Similar ambitions and company cultures
Based in Berlin and Flensburg, in Germany, Organobalance has 29 employees and was co-founded in 2001 by Prof. Dr Lang. Following the acquisition, Organobalance will be integrated into Novozymes’ global organization but will continue to be based in Germany so as to benefit from the established biotechnology capabilities of the country’s capital region and the company’s strong ties to German academia, innovation environments, and markets.
“Organobalance and Novozymes possess similar ambitions and company cultures,” says Sebastian Søderberg. “Both companies strongly believe that innovative biological solutions can make a real, positive difference in the world and help tackle many of modern society’s biggest challenges. Together, our solutions fundamentally allow customers to produce more from less, reduce environmental impact, improve health and replace chemicals.”
The acquisition will not impact Novozymes’ financial outlook for 2016.
What are microbes?
Microbials or microbes are microorganisms.

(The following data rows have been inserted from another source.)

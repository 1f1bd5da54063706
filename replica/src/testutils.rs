use crate::record::{Hierarchy, ReplicaRecord};
use crate::resource::{ResourceClass, ResourceMap};

pub fn record(repl_num: i32, hierarchy: &str, repl_status: i32) -> ReplicaRecord {
    ReplicaRecord {
        data_id: 10_001,
        coll_id: 10_000,
        obj_path: "/tempZone/home/rods/file.dat".to_string(),
        repl_num,
        resc_hier: Hierarchy::new(hierarchy),
        phy_path: format!("/var/lib/vault/{repl_num}/file.dat"),
        size: 1024,
        checksum: String::new(),
        repl_status,
        owner: "rods".to_string(),
        create_time: std::time::UNIX_EPOCH,
        modify_time: std::time::UNIX_EPOCH,
        mode: "0".to_string(),
    }
}

/// cache1/archive1/bundle1/plain1 are live roots, down1 is a dead cache, compound holds
/// cache2 and archive2.
pub fn resources() -> ResourceMap {
    let mut map = ResourceMap::new();
    let entries: [(&str, Option<&str>, ResourceClass, bool); 8] = [
        ("cache1", None, ResourceClass::Cache, true),
        ("archive1", None, ResourceClass::Archive, true),
        ("bundle1", None, ResourceClass::Bundle, true),
        ("plain1", None, ResourceClass::Plain, true),
        ("down1", None, ResourceClass::Cache, false),
        ("compound", None, ResourceClass::Plain, true),
        ("cache2", Some("compound"), ResourceClass::Cache, true),
        ("archive2", Some("compound"), ResourceClass::Archive, true),
    ];
    for (name, parent, class, up) in entries {
        if let Err(err) = map.add(name, parent, class, up) {
            panic!("bad test resource map: {err:#}");
        }
    }
    map
}
use serde::{Deserialize, Serialize};

/// Separator between resource names in a hierarchy string.
pub const HIERARCHY_DELIMITER: char = ';';

/// Ordered path of resource names from a composite root to the leaf that stores the bytes.
#[derive(Debug, Clone, PartialEq, Eq, Hash, Serialize, Deserialize)]
pub struct Hierarchy(String);

impl Hierarchy {
    pub fn new(hierarchy: impl Into<String>) -> Self {
        Self(hierarchy.into())
    }

    pub fn as_str(&self) -> &str {
        &self.0
    }

    pub fn segments(&self) -> impl Iterator<Item = &str> {
        self.0.split(HIERARCHY_DELIMITER)
    }

    pub fn root(&self) -> &str {
        self.segments().next().unwrap_or_default()
    }

    /// The resource that actually holds the bytes.
    pub fn leaf(&self) -> &str {
        self.0
            .rsplit(HIERARCHY_DELIMITER)
            .next()
            .unwrap_or_default()
    }

    /// Whether `name` is one whole resource of this hierarchy (never a partial name).
    pub fn contains_resource(&self, name: &str) -> bool {
        self.segments().any(|segment| segment == name)
    }
}

impl std::fmt::Display for Hierarchy {
    fn fmt(&self, f: &mut std::fmt::Formatter<'_>) -> std::fmt::Result {
        f.write_str(&self.0)
    }
}

impl From<&str> for Hierarchy {
    fn from(hierarchy: &str) -> Self {
        Self::new(hierarchy)
    }
}

/// One physical copy of a logical data object.
#[derive(Debug, Clone, PartialEq, Eq, Serialize, Deserialize)]
pub struct ReplicaRecord {
    pub data_id: i64,
    pub coll_id: i64,
    pub obj_path: String,
    /// Unique among the replicas of one object
    pub repl_num: i32,
    pub resc_hier: Hierarchy,
    pub phy_path: String,
    pub size: i64,
    /// Empty when no checksum has been computed
    pub checksum: String,
    /// Positive means up to date ("current"), zero or negative means stale
    pub repl_status: i32,
    pub owner: String,
    pub create_time: std::time::SystemTime,
    pub modify_time: std::time::SystemTime,
    pub mode: String,
}

impl ReplicaRecord {
    pub fn is_current(&self) -> bool {
        self.repl_status > 0
    }
}

/// Caller supplied filter that picks out particular replicas.
///
/// A record matches if it satisfies any of the set conditions. An empty condition is "no
/// condition", which callers treat as matching everything.
#[derive(Debug, Clone, Default, PartialEq, Eq, Serialize, Deserialize)]
pub struct ReplicaCondition {
    pub replica_number: Option<i32>,
    pub hierarchy: Option<Hierarchy>,
    pub resource_name: Option<String>,
}

impl ReplicaCondition {
    pub fn by_replica_number(repl_num: i32) -> Self {
        Self {
            replica_number: Some(repl_num),
            ..Default::default()
        }
    }

    pub fn by_hierarchy(hierarchy: impl Into<Hierarchy>) -> Self {
        Self {
            hierarchy: Some(hierarchy.into()),
            ..Default::default()
        }
    }

    pub fn by_resource(name: impl Into<String>) -> Self {
        Self {
            resource_name: Some(name.into()),
            ..Default::default()
        }
    }

    pub fn is_empty(&self) -> bool {
        self.replica_number.is_none() && self.hierarchy.is_none() && self.resource_name.is_none()
    }

    pub fn matches(&self, record: &ReplicaRecord) -> bool {
        self.replica_number == Some(record.repl_num)
            || self.hierarchy.as_ref() == Some(&record.resc_hier)
            || self
                .resource_name
                .as_deref()
                .is_some_and(|name| record.resc_hier.contains_resource(name))
    }
}

impl std::fmt::Display for ReplicaCondition {
    fn fmt(&self, f: &mut std::fmt::Formatter<'_>) -> std::fmt::Result {
        let mut parts = Vec::new();
        if let Some(repl_num) = self.replica_number {
            parts.push(format!("replica {repl_num}"));
        }
        if let Some(hierarchy) = &self.hierarchy {
            parts.push(format!("hierarchy {hierarchy}"));
        }
        if let Some(name) = &self.resource_name {
            parts.push(format!("resource {name}"));
        }
        if parts.is_empty() {
            f.write_str("no condition")
        } else {
            f.write_str(&parts.join(" or "))
        }
    }
}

These are microscopic living organisms, existing either as one cell or with multiple cells. They are classified into various groups, including fungi (yeasts and molds) and bacteria. Microbials can produce beneficial compounds such as enzymes or biochemicals, which can be obtained through industrial fermentation, a process by which microbials grow and are able to turn simple inputs such as sugar into more complex molecules. Sometimes, microbials can be the end product, as is the case within the area of biological agriculture.